Sammy Roth, LOS ANGELES TIMES
The letter to Mexico’s energy minister offered a glowing review of a fossil fuel project in Baja California.
Writing in July, three U.S. governors and the chair of the Ute Indian Tribe praised the Energía Costa Azul project — which was seeking approval from the Mexican government — as “one of the most promising [liquefied natural gas] export facilities on the Pacific Coast.”
The letter was arranged by Western States and Tribal Nations, an advocacy group that says it was created in part to “promote tribal self-determination” by creating easier access to overseas markets for gas extracted from Native American lands.
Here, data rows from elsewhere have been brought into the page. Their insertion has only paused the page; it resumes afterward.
#[cfg(test)]
mod tests {
    use super::*;
    use crate::backend::fake::{FakeBackend, FakeMounts, RecordingRunner};
    use crate::backend::{MountBackend, MountTarget};
    use crate::process::fake::FakeProbe;
    use crate::spec::{MountMode, SshParams};
    use async_trait::async_trait;
    use snapkeep_common::{HashId, Password};
    use std::fs;
    use std::time::Duration;
    use tempfile::TempDir;

    const ME: u32 = 100;
    const OTHER: u32 = 200;

    fn ssh(key: &str) -> MountParams {
        MountParams::Ssh {
            ssh: SshParams {
                host: "nas".to_string(),
                port: 22,
                user: "bob".to_string(),
                path: "/srv".to_string(),
                cipher: "default".to_string(),
                private_key_file: key.to_string(),
            },
        }
    }

    fn local() -> MountParams {
        MountParams::Local {
            path: PathBuf::from("/backups"),
        }
    }

    fn fake_registry(mounts: &FakeMounts, fail_pre_check: bool) -> BackendRegistry {
        let mut registry = BackendRegistry::new();
        for mode in [MountMode::Ssh, MountMode::LocalEncfs, MountMode::SshEncfs] {
            let mounts = mounts.clone();
            registry
                .register(
                    mode,
                    Box::new(move |spec: &MountSpec| -> Result<Box<dyn MountBackend>> {
                        let mut backend = FakeBackend::new(spec.mode(), mounts.clone());
                        backend.fail_pre_check = fail_pre_check;
                        Ok(Box::new(backend))
                    }),
                )
                .unwrap();
        }
        registry
    }

    fn context(root: &Path, pid: u32, probe: &FakeProbe) -> Arc<MountContext> {
        Arc::new(
            MountContext::new(
                MountLayout::new(root),
                pid,
                Arc::new(probe.clone()),
                Arc::new(SaltStore::in_memory(0)),
            )
            .with_lock_timing(Duration::from_millis(200), Duration::from_millis(10)),
        )
    }

    fn manager(
        root: &Path,
        pid: u32,
        probe: &FakeProbe,
        mounts: &FakeMounts,
        profile: &str,
    ) -> MountManager {
        MountManager::new(
            context(root, pid, probe),
            fake_registry(mounts, false),
            ProfileId::new(profile).unwrap(),
        )
    }

    fn link_exists(root: &Path, name: &str) -> bool {
        fs::symlink_metadata(root.join(name)).is_ok()
    }

    #[tokio::test]
    async fn test_local_mode_returns_sentinel() {
        let dir = TempDir::new().unwrap();
        let probe = FakeProbe::with_alive(&[ME]);
        let mounts = FakeMounts::default();
        let mut manager = manager(dir.path(), ME, &probe, &mounts, "1");

        assert_eq!(manager.mount(local(), true).await.unwrap(), MountHandle::Local);
        assert_eq!(manager.current(), Some(MountHandle::Local));
        assert_eq!(mounts.mount_count(), 0);
        assert!(fs::read_dir(dir.path()).unwrap().next().is_none());
        assert_eq!(manager.umount(None).await.unwrap(), UmountOutcome::NotMounted);
    }

    #[tokio::test]
    async fn test_profiles_with_equal_specs_share_one_mount() {
        let dir = TempDir::new().unwrap();
        let probe = FakeProbe::with_alive(&[ME, OTHER]);
        let mounts = FakeMounts::default();

        let first = manager(dir.path(), OTHER, &probe, &mounts, "1")
            .mount(ssh("/k"), true)
            .await
            .unwrap();
        let second = manager(dir.path(), ME, &probe, &mounts, "2")
            .mount(ssh("/k"), true)
            .await
            .unwrap();

        assert_eq!(first, second);
        assert_eq!(mounts.mount_count(), 1);
        assert!(link_exists(dir.path(), "1_200"));
        assert!(link_exists(dir.path(), "2_100"));
    }

    #[tokio::test]
    async fn test_collision_moves_to_salted_hash() {
        let dir = TempDir::new().unwrap();
        let probe = FakeProbe::with_alive(&[ME, OTHER]);
        let mounts = FakeMounts::default();

        let mut first = manager(dir.path(), OTHER, &probe, &mounts, "1");
        let taken = first.mount(ssh("/k"), true).await.unwrap();
        let taken_id = taken.hash_id().unwrap();
        // A different spec now owns the directory the next mount hashes to.
        first
            .layout()
            .write_umount_info(taken_id, &MountSpec::new(ssh("/other"), 0))
            .unwrap();

        let mut second = manager(dir.path(), ME, &probe, &mounts, "1");
        let handle = second.mount(ssh("/k"), true).await.unwrap();
        let hash_id = handle.hash_id().unwrap();

        assert_ne!(handle, taken);
        assert_eq!(second.salt(), 1);
        assert_eq!(mounts.mount_count(), 2);
        assert_eq!(
            second.layout().read_umount_info(hash_id).unwrap(),
            MountSpec::new(ssh("/k"), 1)
        );
        assert!(second.layout().mount_lock_file(hash_id, ME, false).exists());
    }

    struct AlwaysMounted {
        runner: RecordingRunner,
    }

    #[async_trait]
    impl MountBackend for AlwaysMounted {
        fn mode(&self) -> MountMode {
            MountMode::Ssh
        }

        fn runner(&self) -> &dyn CommandRunner {
            &self.runner
        }

        fn is_mounted(&self, _mountpoint: &Path) -> Result<bool> {
            Ok(true)
        }

        async fn do_mount(&self, _target: &MountTarget) -> Result<()> {
            Ok(())
        }
    }

    #[tokio::test]
    async fn test_collision_retries_are_bounded() {
        let dir = TempDir::new().unwrap();
        let probe = FakeProbe::with_alive(&[ME]);
        let mut registry = BackendRegistry::new();
        registry
            .register(
                MountMode::Ssh,
                Box::new(|_: &MountSpec| -> Result<Box<dyn MountBackend>> {
                    Ok(Box::new(AlwaysMounted {
                        runner: RecordingRunner::default(),
                    }))
                }),
            )
            .unwrap();
        let mut manager = MountManager::new(
            context(dir.path(), ME, &probe),
            registry,
            ProfileId::new("1").unwrap(),
        )
        .with_max_collision_retries(3);

        let err = manager.mount(ssh("/k"), true).await.unwrap_err();

        assert!(matches!(err, Error::CollisionRetriesExhausted { attempts: 4 }));
        assert_eq!(manager.salt(), 4);
        assert_eq!(manager.current(), None);
    }

    #[tokio::test]
    async fn test_umount_defaults_to_current_mount() {
        let dir = TempDir::new().unwrap();
        let probe = FakeProbe::with_alive(&[ME]);
        let mounts = FakeMounts::default();
        let mut manager = manager(dir.path(), ME, &probe, &mounts, "1");

        let handle = manager.mount(ssh("/k"), true).await.unwrap();
        let outcome = manager.umount(None).await.unwrap();

        assert_eq!(outcome, UmountOutcome::Unmounted);
        assert_eq!(mounts.umount_count(), 1);
        assert_eq!(manager.current(), None);
        assert!(!link_exists(dir.path(), "1_100"));
        assert!(!manager
            .layout()
            .mount_lock_file(handle.hash_id().unwrap(), ME, false)
            .exists());
    }

    #[tokio::test]
    async fn test_umount_of_foreign_handle_uses_persisted_spec() {
        let dir = TempDir::new().unwrap();
        let probe = FakeProbe::with_alive(&[ME, OTHER]);
        let mounts = FakeMounts::default();

        let handle = manager(dir.path(), OTHER, &probe, &mounts, "1")
            .mount(ssh("/k"), true)
            .await
            .unwrap();
        probe.kill(OTHER);

        let mut mine = manager(dir.path(), ME, &probe, &mounts, "1");
        assert_eq!(
            mine.umount(Some(handle)).await.unwrap(),
            UmountOutcome::Unmounted
        );
        assert_eq!(mounts.umount_count(), 1);
        assert!(!link_exists(dir.path(), "1_200"));
    }

    #[tokio::test]
    async fn test_umount_of_unknown_handle_is_noop() {
        let dir = TempDir::new().unwrap();
        let probe = FakeProbe::with_alive(&[ME]);
        let mounts = FakeMounts::default();
        let mut manager = manager(dir.path(), ME, &probe, &mounts, "1");

        let outcome = manager
            .umount(Some(MountHandle::Hashed(HashId::from_checksum(7))))
            .await
            .unwrap();
        assert_eq!(outcome, UmountOutcome::NotMounted);
    }

    #[tokio::test]
    async fn test_remount_with_equal_spec_only_swaps_symlink() {
        let dir = TempDir::new().unwrap();
        let probe = FakeProbe::with_alive(&[ME]);
        let mounts = FakeMounts::default();
        let mut manager = manager(dir.path(), ME, &probe, &mounts, "1");

        let old = manager.mount(ssh("/k"), true).await.unwrap();
        let new = manager
            .remount(ProfileId::new("2").unwrap(), ssh("/k"), None)
            .await
            .unwrap();

        assert_eq!(old, new);
        assert_eq!(mounts.mount_count(), 1);
        assert_eq!(mounts.umount_count(), 0);
        assert!(!link_exists(dir.path(), "1_100"));
        assert!(link_exists(dir.path(), "2_100"));
        assert_eq!(manager.profile().as_str(), "2");
    }

    #[tokio::test]
    async fn test_remount_with_other_spec_cycles_mount() {
        let dir = TempDir::new().unwrap();
        let probe = FakeProbe::with_alive(&[ME]);
        let mounts = FakeMounts::default();
        let mut manager = manager(dir.path(), ME, &probe, &mounts, "1");

        let old = manager.mount(ssh("/k"), true).await.unwrap();
        let new = manager
            .remount(ProfileId::new("2").unwrap(), ssh("/other"), Some(old))
            .await
            .unwrap();

        assert_ne!(old, new);
        assert_eq!(mounts.mount_count(), 2);
        assert_eq!(mounts.umount_count(), 1);
        assert!(!link_exists(dir.path(), "1_100"));
        assert!(link_exists(dir.path(), "2_100"));
        assert_eq!(manager.current(), Some(new));
    }

    #[tokio::test]
    async fn test_remount_to_local_unmounts_old() {
        let dir = TempDir::new().unwrap();
        let probe = FakeProbe::with_alive(&[ME]);
        let mounts = FakeMounts::default();
        let mut manager = manager(dir.path(), ME, &probe, &mounts, "1");

        manager.mount(ssh("/k"), true).await.unwrap();
        let new = manager
            .remount(ProfileId::new("2").unwrap(), local(), None)
            .await
            .unwrap();

        assert_eq!(new, MountHandle::Local);
        assert_eq!(mounts.umount_count(), 1);
        assert!(!link_exists(dir.path(), "1_100"));
    }

    #[tokio::test]
    async fn test_remount_from_local_mounts_new() {
        let dir = TempDir::new().unwrap();
        let probe = FakeProbe::with_alive(&[ME]);
        let mounts = FakeMounts::default();
        let mut manager = manager(dir.path(), ME, &probe, &mounts, "1");

        let new = manager
            .remount(ProfileId::new("2").unwrap(), ssh("/k"), Some(MountHandle::Local))
            .await
            .unwrap();

        assert!(new.hash_id().is_some());
        assert_eq!(mounts.mount_count(), 1);
        assert!(link_exists(dir.path(), "2_100"));
    }

    #[tokio::test]
    async fn test_pre_mount_check_delegates_to_backend() {
        let dir = TempDir::new().unwrap();
        let probe = FakeProbe::with_alive(&[ME]);
        let mounts = FakeMounts::default();
        let manager = MountManager::new(
            context(dir.path(), ME, &probe),
            fake_registry(&mounts, true),
            ProfileId::new("1").unwrap(),
        );

        assert!(manager.pre_mount_check(ssh("/k"), true).await.is_err());
        assert!(manager.pre_mount_check(local(), true).await.is_ok());
        assert_eq!(mounts.mount_count(), 0);
    }

    struct StoppedCache;

    impl PasswordCache for StoppedCache {
        fn status(&self) -> bool {
            false
        }

        fn check_version(&self) -> bool {
            false
        }
    }

    #[tokio::test]
    async fn test_password_modes_start_password_cache() {
        let dir = TempDir::new().unwrap();
        let probe = FakeProbe::with_alive(&[ME]);
        let mounts = FakeMounts::default();
        let runner = RecordingRunner::default();
        let mut manager = manager(dir.path(), ME, &probe, &mounts, "1").with_password_cache(
            Box::new(StoppedCache),
            Arc::new(runner.clone()),
            vec!["snapkeep-pwcache".to_string(), "start".to_string()],
        );

        manager.mount(ssh("/k"), true).await.unwrap();
        assert!(runner.lines().is_empty());

        let encfs = MountParams::LocalEncfs {
            path: PathBuf::from("/crypt"),
            password: None,
        }
        .with_password(Password::new("secret"));
        manager.mount(encfs, true).await.unwrap();
        assert_eq!(runner.lines(), vec!["snapkeep-pwcache start".to_string()]);
    }

    #[test]
    fn test_from_settings_reads_salt_and_subfolder() {
        let dir = TempDir::new().unwrap();
        let settings_path = dir.path().join("settings.json");
        fs::write(dir.path().join("hash_collision"), "3").unwrap();
        let mut settings = Settings {
            mount_root: dir.path().join("mnt"),
            ..Settings::default()
        };
        settings.profiles.insert(
            ProfileId::new("1").unwrap(),
            crate::settings::ProfileSettings {
                params: ssh("/k"),
                symlink_subfolder: Some(PathBuf::from("host/user/1")),
            },
        );

        let manager =
            MountManager::from_settings(&settings, &settings_path, ME, ProfileId::new("1").unwrap())
                .unwrap();

        assert_eq!(manager.salt(), 3);
        assert_eq!(manager.layout().root(), dir.path().join("mnt").as_path());
        assert_eq!(
            manager.symlink_subfolder,
            Some(PathBuf::from("host/user/1"))
        );
    }
}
But internal documents shared with The Times reveal that the group’s main financial backers are county governments and fossil fuel companies — including Sempra Energy of San Diego, which received approval this month to build the $1.9-billion facility in Baja. In fact, the group has just one tribal member, the Ute Indian Tribe.
Western States and Tribal Nations isn’t the only effort by fossil fuel proponents to cast themselves as allies of communities of color and defenders of their financial well-being.
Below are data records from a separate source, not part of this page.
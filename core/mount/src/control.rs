//! Mount/unmount lifecycle of one spec in one process.
//!
//! ```text
//! Unmounted -> Checking -> Mounting -> Mounted -> Unmounting -> Unmounted
//! ```
//!
//! Every structural change (mount status, umount info, symlinks) happens
//! while the process lock is held; the guard releases it on every path.

use std::path::PathBuf;
use std::sync::Arc;
use std::time::Duration;
use tracing::{debug, info, warn};

use crate::backend::{MountBackend, MountTarget};
use crate::hash::compute_hash;
use crate::layout::{is_empty_dir, MountLayout};
use crate::lock::{
    LockScanner, MountLock, ProcessLock, DEFAULT_LOCK_TIMEOUT, DEFAULT_POLL_INTERVAL,
};
use crate::process::ProcessProbe;
use crate::salt::SaltStore;
use crate::spec::MountSpec;
use crate::symlink::ProfileLink;
use snapkeep_common::{Error, HashId, ProfileId, Result};

/// Process-wide environment shared by every mount attempt.
pub struct MountContext {
    pub layout: MountLayout,
    /// Pid all locks and symlinks are named after.
    pub pid: u32,
    pub probe: Arc<dyn ProcessProbe>,
    pub salt: Arc<SaltStore>,
    pub lock_timeout: Duration,
    pub poll_interval: Duration,
}

impl MountContext {
    /// Context with default lock timing.
    pub fn new(
        layout: MountLayout,
        pid: u32,
        probe: Arc<dyn ProcessProbe>,
        salt: Arc<SaltStore>,
    ) -> Self {
        Self {
            layout,
            pid,
            probe,
            salt,
            lock_timeout: DEFAULT_LOCK_TIMEOUT,
            poll_interval: DEFAULT_POLL_INTERVAL,
        }
    }

    /// Set lock timing.
    pub fn with_lock_timing(mut self, timeout: Duration, poll_interval: Duration) -> Self {
        self.lock_timeout = timeout;
        self.poll_interval = poll_interval;
        self
    }

    pub fn scanner(&self) -> LockScanner {
        LockScanner::new(self.layout.clone(), self.pid, self.probe.clone())
    }

    pub fn process_lock(&self) -> ProcessLock {
        ProcessLock::new(self.scanner(), self.lock_timeout, self.poll_interval)
    }
}

/// Per-attempt knobs.
#[derive(Debug, Clone)]
pub struct MountOptions {
    /// Profile the symlink is named after.
    pub profile: ProfileId,
    /// Trial mount with separate locks and symlinks.
    pub tmp_mount: bool,
    /// Maintain the profile symlink.
    pub symlink: bool,
    /// Point the symlink at this folder inside the mount.
    pub symlink_subfolder: Option<PathBuf>,
}

impl MountOptions {
    pub fn new(profile: ProfileId) -> Self {
        Self {
            profile,
            tmp_mount: false,
            symlink: true,
            symlink_subfolder: None,
        }
    }
}

/// Lifecycle states.
#[derive(Debug, Clone, Copy, PartialEq, Eq)]
pub enum MountState {
    Unmounted,
    Checking,
    Mounting,
    Mounted,
    Unmounting,
}

/// What an unmount request ended up doing.
#[derive(Debug, Clone, Copy, PartialEq, Eq)]
pub enum UmountOutcome {
    /// The backend unmounted the filesystem.
    Unmounted,
    /// Nothing was mounted.
    NotMounted,
    /// Another live process still uses the mount; it stays mounted.
    StillInUse,
}

/// Drives one backend through mount and unmount.
pub struct MountControl {
    ctx: Arc<MountContext>,
    spec: MountSpec,
    hash_id: HashId,
    backend: Box<dyn MountBackend>,
    options: MountOptions,
    state: MountState,
}

impl MountControl {
    /// Prepare a mount of `spec` through `backend`.
    ///
    /// # Errors
    /// - Spec cannot be rendered for hashing
    pub fn new(
        ctx: Arc<MountContext>,
        spec: MountSpec,
        backend: Box<dyn MountBackend>,
        options: MountOptions,
    ) -> Result<Self> {
        let hash_id = compute_hash(&spec)?;
        Ok(Self {
            ctx,
            spec,
            hash_id,
            backend,
            options,
            state: MountState::Unmounted,
        })
    }

    pub fn hash_id(&self) -> HashId {
        self.hash_id
    }

    pub fn spec(&self) -> &MountSpec {
        &self.spec
    }

    pub fn state(&self) -> MountState {
        self.state
    }

    pub fn mountpoint(&self) -> PathBuf {
        self.ctx.layout.mountpoint(self.hash_id)
    }

    fn target(&self) -> MountTarget {
        MountTarget::new(&self.ctx.layout, self.hash_id)
    }

    fn mount_lock(&self) -> MountLock {
        MountLock::new(self.ctx.scanner(), self.hash_id, self.options.tmp_mount)
    }

    fn link_for(&self, profile: ProfileId) -> ProfileLink {
        ProfileLink::new(
            self.ctx.layout.clone(),
            profile,
            self.ctx.pid,
            self.options.tmp_mount,
        )
    }

    fn transition(&mut self, next: MountState) {
        debug!("{}: {:?} -> {:?}", self.hash_id, self.state, next);
        self.state = next;
    }

    /// Backend validation without mounting.
    pub async fn pre_mount_check(&self, first_run: bool) -> Result<()> {
        self.backend.pre_mount_check(first_run).await
    }

    /// Mount, or attach to an identical existing mount.
    ///
    /// # Postconditions
    /// - Mounted, umount info written, mount lock held, symlink set
    ///
    /// # Errors
    /// - `HashCollision` if a different spec is mounted under this hash id;
    ///   the salt has already been incremented
    /// - `LockTimeout` and backend `Mount` errors
    pub async fn mount(&mut self, check: bool) -> Result<HashId> {
        self.transition(MountState::Checking);
        let outcome = self.mount_guarded(check).await;
        if outcome.is_err() {
            self.transition(MountState::Unmounted);
        }
        outcome
    }

    async fn mount_guarded(&mut self, check: bool) -> Result<HashId> {
        self.ctx.layout.create_structure(self.hash_id)?;
        let guard = self.ctx.process_lock().acquire().await?;
        // On error the guard is dropped, which releases the lock.
        let id = self.mount_locked(check).await?;
        guard.release()?;
        Ok(id)
    }

    async fn mount_locked(&mut self, check: bool) -> Result<HashId> {
        let target = self.target();

        if self.backend.is_mounted(&target.mountpoint)? {
            if !self.compare_umount_info()? {
                let salt = self.ctx.salt.increment()?;
                warn!(
                    "Hash collision occurred in hash_id {}. Incrementing global value hash_collision and try again.",
                    self.hash_id
                );
                return Err(Error::HashCollision {
                    hash_id: self.hash_id.to_string(),
                    salt,
                });
            }
            info!("Mountpoint {} is already mounted", target.mountpoint.display());
        } else {
            if check {
                self.backend.pre_mount_check(false).await?;
            }
            self.transition(MountState::Mounting);
            self.backend.do_mount(&target).await?;
            self.backend.post_mount_check(&target).await?;
            info!(
                "mount {} on {}",
                self.spec.mode(),
                target.mountpoint.display()
            );
            self.ctx.layout.write_umount_info(self.hash_id, &self.spec)?;
        }

        self.transition(MountState::Mounted);
        self.mount_lock().acquire()?;
        if self.options.symlink {
            self.link_for(self.options.profile.clone())
                .set(self.hash_id, self.options.symlink_subfolder.as_deref())?;
        }
        Ok(self.hash_id)
    }

    /// Unmount unless another live process still depends on the mount.
    ///
    /// Always drops this process's mount lock and symlink on success.
    ///
    /// # Errors
    /// - `LockTimeout`
    /// - `Mount` from the backend, or a stray non-empty unmounted mountpoint
    pub async fn umount(&mut self) -> Result<UmountOutcome> {
        let guard = self.ctx.process_lock().acquire().await?;
        let outcome = self.umount_locked().await?;
        self.mount_lock().release()?;
        if self.options.symlink {
            self.link_for(self.options.profile.clone()).remove()?;
        }
        guard.release()?;
        Ok(outcome)
    }

    async fn umount_locked(&mut self) -> Result<UmountOutcome> {
        let target = self.target();

        if !self.ctx.layout.hash_dir_exists(self.hash_id) {
            info!("Mountpoint {} does not exist", target.mountpoint.display());
            return Ok(UmountOutcome::NotMounted);
        }
        if !self.backend.is_mounted(&target.mountpoint)? {
            info!("Mountpoint {} is not mounted", target.mountpoint.display());
            self.transition(MountState::Unmounted);
            return Ok(UmountOutcome::NotMounted);
        }
        if self.mount_lock().is_held_by_others()? {
            info!(
                "Mountpoint {} still in use. Keep mounted",
                target.mountpoint.display()
            );
            return Ok(UmountOutcome::StillInUse);
        }

        self.transition(MountState::Unmounting);
        self.backend.pre_umount_check(&target).await?;
        self.backend.do_umount(&target).await?;
        self.backend.post_umount_check(&target).await?;
        self.transition(MountState::Unmounted);

        if target.mountpoint.is_dir() && !is_empty_dir(&target.mountpoint)? {
            warn!(
                "Mountpoint {} not empty after unmount",
                target.mountpoint.display()
            );
        } else {
            info!(
                "unmount {} from {}",
                self.spec.mode(),
                target.mountpoint.display()
            );
        }
        Ok(UmountOutcome::Unmounted)
    }

    /// Whether the persisted umount info describes our spec.
    ///
    /// Missing umount info never matches.
    pub fn compare_umount_info(&self) -> Result<bool> {
        match self.ctx.layout.read_umount_value(self.hash_id) {
            Ok(persisted) => self.spec.matches_umount_value(&persisted),
            Err(Error::NotFound(_)) => Ok(false),
            Err(e) => Err(e),
        }
    }

    /// Whether a switch from the mount `old` can reuse it as is.
    pub fn compare_remount(&self, old: HashId) -> Result<bool> {
        if old != self.hash_id {
            return Ok(false);
        }
        self.compare_umount_info()
    }

    /// Move the symlink from `from` to our profile on the existing mount.
    pub async fn swap_symlink(&self, from: &ProfileId) -> Result<()> {
        let guard = self.ctx.process_lock().acquire().await?;
        let old = self.link_for(from.clone());
        old.remove()?;
        old.for_profile(self.options.profile.clone())
            .set(self.hash_id, self.options.symlink_subfolder.as_deref())?;
        guard.release()
    }
}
The goal is to bulwark oil and gas against ambitious climate change policies by claiming the moral high ground — even as those fuels kindle a global crisis that disproportionately harms people who aren’t white.
Recent examples abound.
As protests rocked the United States after the police killing of George Floyd, a government relations firm whose clients include oil and gas companies told news media that the mayor of San Luis Obispo, Calif., was “getting a lot of heat” from the NAACP over a proposal to limit gas hookups in new buildings. That was proved false when the local NAACP chapter said it supported the policy.
Around the same time, Alaska’s all-Republican congressional delegation wrote a letter to federal officials complaining about the refusal of several banks to finance oil and gas drilling in the Arctic, writing that the banks were harming Alaska Natives by “openly discriminating against investment in some of the most economically disadvantaged regions of America.”
Some of the most contentious debates involve natural gas. The fuel is less polluting than coal, but an international team of scientists reported last year that planet-warming emissions from gas are rising faster than coal emissions are falling. A recent study in the peer-reviewed journal AGU Advances found that replacing coal with gas might do little good for the climate.